> [Exercise brief]: Scan the records below for the string "Infallible" and return every line where it appears.

(Stored items)

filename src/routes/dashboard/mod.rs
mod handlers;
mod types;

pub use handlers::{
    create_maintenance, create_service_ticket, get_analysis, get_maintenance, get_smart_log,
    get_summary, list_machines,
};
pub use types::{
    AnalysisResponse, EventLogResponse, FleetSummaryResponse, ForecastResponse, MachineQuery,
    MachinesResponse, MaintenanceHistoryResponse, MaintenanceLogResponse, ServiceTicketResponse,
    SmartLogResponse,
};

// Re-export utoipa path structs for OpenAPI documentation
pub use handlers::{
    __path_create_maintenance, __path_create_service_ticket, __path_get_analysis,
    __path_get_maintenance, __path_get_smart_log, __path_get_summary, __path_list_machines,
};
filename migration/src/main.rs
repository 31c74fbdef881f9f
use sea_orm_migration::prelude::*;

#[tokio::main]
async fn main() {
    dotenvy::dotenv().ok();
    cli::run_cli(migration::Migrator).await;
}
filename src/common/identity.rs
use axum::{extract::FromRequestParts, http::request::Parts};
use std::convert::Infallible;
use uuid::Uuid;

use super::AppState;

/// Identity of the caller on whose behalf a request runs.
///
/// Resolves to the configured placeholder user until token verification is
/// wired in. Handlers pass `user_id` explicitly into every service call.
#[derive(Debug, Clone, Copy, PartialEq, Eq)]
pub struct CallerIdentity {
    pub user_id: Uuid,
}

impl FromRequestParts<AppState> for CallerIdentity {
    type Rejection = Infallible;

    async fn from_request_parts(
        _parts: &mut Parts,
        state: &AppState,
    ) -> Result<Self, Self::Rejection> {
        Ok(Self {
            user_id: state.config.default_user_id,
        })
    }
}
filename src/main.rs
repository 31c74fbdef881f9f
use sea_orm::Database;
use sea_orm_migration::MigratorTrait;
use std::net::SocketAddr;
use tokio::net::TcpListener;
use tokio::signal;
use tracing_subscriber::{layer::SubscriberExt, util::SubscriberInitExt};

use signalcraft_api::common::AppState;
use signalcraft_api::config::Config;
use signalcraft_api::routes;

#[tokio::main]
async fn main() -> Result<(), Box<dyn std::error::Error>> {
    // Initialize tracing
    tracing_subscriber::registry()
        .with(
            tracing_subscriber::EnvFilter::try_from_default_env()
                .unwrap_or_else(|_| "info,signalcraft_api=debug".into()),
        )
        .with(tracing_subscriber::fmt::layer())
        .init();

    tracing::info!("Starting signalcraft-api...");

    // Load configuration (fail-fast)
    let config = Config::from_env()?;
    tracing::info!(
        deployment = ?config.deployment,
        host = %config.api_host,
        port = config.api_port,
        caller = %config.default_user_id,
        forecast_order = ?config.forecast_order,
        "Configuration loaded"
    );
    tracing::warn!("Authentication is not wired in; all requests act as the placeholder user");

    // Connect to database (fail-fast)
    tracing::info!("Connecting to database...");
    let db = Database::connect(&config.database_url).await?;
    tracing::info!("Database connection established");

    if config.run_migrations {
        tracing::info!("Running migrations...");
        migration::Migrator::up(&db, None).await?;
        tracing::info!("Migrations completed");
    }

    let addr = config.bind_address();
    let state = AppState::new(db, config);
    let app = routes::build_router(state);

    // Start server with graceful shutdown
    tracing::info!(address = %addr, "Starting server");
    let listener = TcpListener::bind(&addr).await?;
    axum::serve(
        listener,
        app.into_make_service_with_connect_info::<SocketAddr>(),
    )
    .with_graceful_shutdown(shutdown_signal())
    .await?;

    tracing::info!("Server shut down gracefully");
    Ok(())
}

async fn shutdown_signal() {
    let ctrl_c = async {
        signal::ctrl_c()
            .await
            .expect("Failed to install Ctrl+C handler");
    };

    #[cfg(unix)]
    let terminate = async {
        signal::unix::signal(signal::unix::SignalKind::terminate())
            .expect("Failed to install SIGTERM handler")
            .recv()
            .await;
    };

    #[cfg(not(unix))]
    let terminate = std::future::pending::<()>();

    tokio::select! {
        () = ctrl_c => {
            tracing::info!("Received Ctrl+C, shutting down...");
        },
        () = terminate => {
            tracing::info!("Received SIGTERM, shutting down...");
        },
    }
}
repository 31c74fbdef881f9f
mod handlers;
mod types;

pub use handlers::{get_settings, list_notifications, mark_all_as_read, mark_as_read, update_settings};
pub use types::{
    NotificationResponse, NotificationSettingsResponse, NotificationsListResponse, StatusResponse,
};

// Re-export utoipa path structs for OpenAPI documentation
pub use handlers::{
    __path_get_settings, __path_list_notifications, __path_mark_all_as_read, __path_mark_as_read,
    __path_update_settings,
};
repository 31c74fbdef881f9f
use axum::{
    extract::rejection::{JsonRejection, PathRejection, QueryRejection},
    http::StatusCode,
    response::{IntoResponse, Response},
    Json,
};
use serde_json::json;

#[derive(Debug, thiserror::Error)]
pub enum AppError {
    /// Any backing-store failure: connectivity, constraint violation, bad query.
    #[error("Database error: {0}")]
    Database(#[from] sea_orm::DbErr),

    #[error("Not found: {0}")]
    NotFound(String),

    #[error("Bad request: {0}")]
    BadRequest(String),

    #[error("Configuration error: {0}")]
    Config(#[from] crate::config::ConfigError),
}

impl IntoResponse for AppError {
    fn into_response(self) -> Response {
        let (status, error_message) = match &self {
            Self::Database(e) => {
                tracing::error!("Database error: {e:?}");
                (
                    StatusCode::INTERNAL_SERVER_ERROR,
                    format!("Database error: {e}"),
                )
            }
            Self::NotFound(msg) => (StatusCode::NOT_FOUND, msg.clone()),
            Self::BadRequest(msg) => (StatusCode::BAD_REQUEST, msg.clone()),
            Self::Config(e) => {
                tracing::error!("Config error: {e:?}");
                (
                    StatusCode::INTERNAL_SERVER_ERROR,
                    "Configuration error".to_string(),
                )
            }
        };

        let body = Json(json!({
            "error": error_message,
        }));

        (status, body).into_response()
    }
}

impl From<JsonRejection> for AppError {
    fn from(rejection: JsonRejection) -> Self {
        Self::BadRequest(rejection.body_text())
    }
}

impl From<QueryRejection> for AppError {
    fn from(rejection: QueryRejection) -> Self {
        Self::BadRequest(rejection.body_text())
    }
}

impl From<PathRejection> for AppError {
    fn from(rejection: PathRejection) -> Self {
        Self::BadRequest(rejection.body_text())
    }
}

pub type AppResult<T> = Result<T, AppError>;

> [Written answer]:
use std::convert::Infallible;
    type Rejection = Infallible;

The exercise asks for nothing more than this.